We did this phase 1b, open-label, randomised controlled non-inferiority study at 68 centres in 19 countries in Europe, North America, South America, and Australasia. Patients aged 18 years or older with untreated chronic lymphocytic leukaemia were randomly assigned, via an interactive voice-response system with a permuted block randomisation scheme (block size of ten), to receive subcutaneous rituximab 1600 mg or intravenous rituximab 500 mg/m(2) plus fludarabine and cyclophosphamide every 4 weeks for up to six cycles. In cycle one, all patients received intravenous rituximab 375 mg/m(2). Randomisation was stratified by Binet stage and fludarabine and cyclophosphamide administration route (oral vs intravenous). Study investigators and patients were not masked to group allocation, but allocation was concealed from the statistician, clinical scientist, and clinical pharmacologist. The primary endpoint was trough serum concentration at cycle five, with a non-inferiority margin of 0·8 for the adjusted geometric mean ratio of the subcutaneous to the intravenous dose. We did the primary analysis in patients in the intention-to-treat population with complete pharmacokinetic data (pharmacokinetic population). This trial is registered with ClinicalTrials.gov, number NCT01292603, and is ongoing, although the treatment stage is now complete.

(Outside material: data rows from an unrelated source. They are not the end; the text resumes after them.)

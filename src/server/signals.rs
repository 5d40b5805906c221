//! Ephemeral signal routing
//!
//! Typing indicators are pure pass-through: delivered when the recipient has
//! a live connection, silently dropped otherwise. Nothing is persisted and
//! the sender gets no acknowledgment either way.

use std::sync::Arc;

use tracing::debug;

use crate::current_timestamp;
use crate::protocol::events::{Typing, TypingStatus, UserSummary};
use crate::server::connection::Delivery;
use crate::server::presence::PresenceRegistry;

/// Routes typing signals to live recipients
pub struct SignalRouter {
    presence: Arc<PresenceRegistry>,
}

impl SignalRouter {
    pub fn new(presence: Arc<PresenceRegistry>) -> Self {
        Self { presence }
    }

    /// Relay a typing indicator to the recipient, if reachable
    pub async fn typing(&self, from: &UserSummary, signal: &Typing) {
        match self.presence.lookup(&signal.to).await {
            Some(handle) => {
                handle.deliver(Delivery::TypingStatus(TypingStatus {
                    from: from.user_id.clone(),
                    from_name: from.username.clone(),
                    is_typing: signal.is_typing,
                    timestamp: current_timestamp(),
                }));
            }
            None => {
                debug!(to = %signal.to, "typing signal dropped, recipient unreachable");
            }
        }
    }
}

#[cfg(test)]
mod tests {
    use super::*;
    use crate::protocol::events::UserStatus;
    use crate::server::presence::ConnectionHandle;
    use tokio::sync::mpsc;

    fn summary(user_id: &str) -> UserSummary {
        UserSummary {
            user_id: user_id.to_string(),
            username: format!("name-{}", user_id),
            status: UserStatus::Online,
            last_seen: 0,
        }
    }

    #[tokio::test]
    async fn test_typing_reaches_live_recipient() {
        let presence = Arc::new(PresenceRegistry::new());
        let router = SignalRouter::new(Arc::clone(&presence));

        let (tx, mut rx) = mpsc::unbounded_channel();
        presence
            .register(&summary("bob"), ConnectionHandle::new("conn-b", tx))
            .await;

        let signal = Typing {
            to: "bob".to_string(),
            is_typing: true,
        };
        router.typing(&summary("alice"), &signal).await;

        match rx.recv().await.unwrap() {
            Delivery::TypingStatus(status) => {
                assert_eq!(status.from, "alice");
                assert_eq!(status.from_name, "name-alice");
                assert!(status.is_typing);
            }
            other => panic!("unexpected delivery: {:?}", other),
        }
    }

    #[tokio::test]
    async fn test_typing_to_offline_recipient_is_dropped() {
        let presence = Arc::new(PresenceRegistry::new());
        let router = SignalRouter::new(presence);

        let signal = Typing {
            to: "bob".to_string(),
            is_typing: true,
        };
        // No registered recipient: must be a silent no-op
        router.typing(&summary("alice"), &signal).await;
    }
}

Between Aug 20, 2012, and June 17, 2013, we randomly assigned 176 patients to receive subcutaneous rituximab (n=88) or intravenous rituximab (n=88); 134 (76%) patients comprised the pharmacokinetic population. As of May 7, 2014, median follow-up was 13·9 months (IQR 11·9-16·0) for patients in the subcutaneous group and 14·1 months (11·6-16·5) for patients in the intravenous group. At cycle five, the geometric mean trough serum concentration in patients given subcutaneous rituximab was non-inferior to that in patients given intravenous rituximab (97·5 μg/mL vs 61·5 μg/mL), with an adjusted geometric mean ratio of 1·53 (90% CI 1·27-1·85). In the safety analysis, the proportion of patients reporting adverse events was similar between the subcutaneous and intravenous groups (all grades: 82 96% of 85 patients and 81 91% of 89 patients; serious adverse events: 25 29% and 29 33% patients; grade ≥3: 59 69% and 63 71% patients, respectively). The most common adverse event of grade 3 or higher was neutropenia (48 56% patients in the subcutaneous group and 46 52% patients in the intravenous group); the most common serious adverse event was febrile neutropenia (n=9 11% and n=4 4%, respectively). We recorded administration-related reactions in 37 (44%) patients given subcutaneous rituximab and 40 (45%) patients given the intravenous dose, with differences between administration routes for injection-site erythema (n=10 12% and n=0, respectively) and nausea (n=2 2% and n=11 12%, respectively). More patients reported local cutaneous reactions after subcutaneous rituximab (n=36 42%) than after intravenous rituximab (n=2 2%); most of these reactions were grade 1 or 2.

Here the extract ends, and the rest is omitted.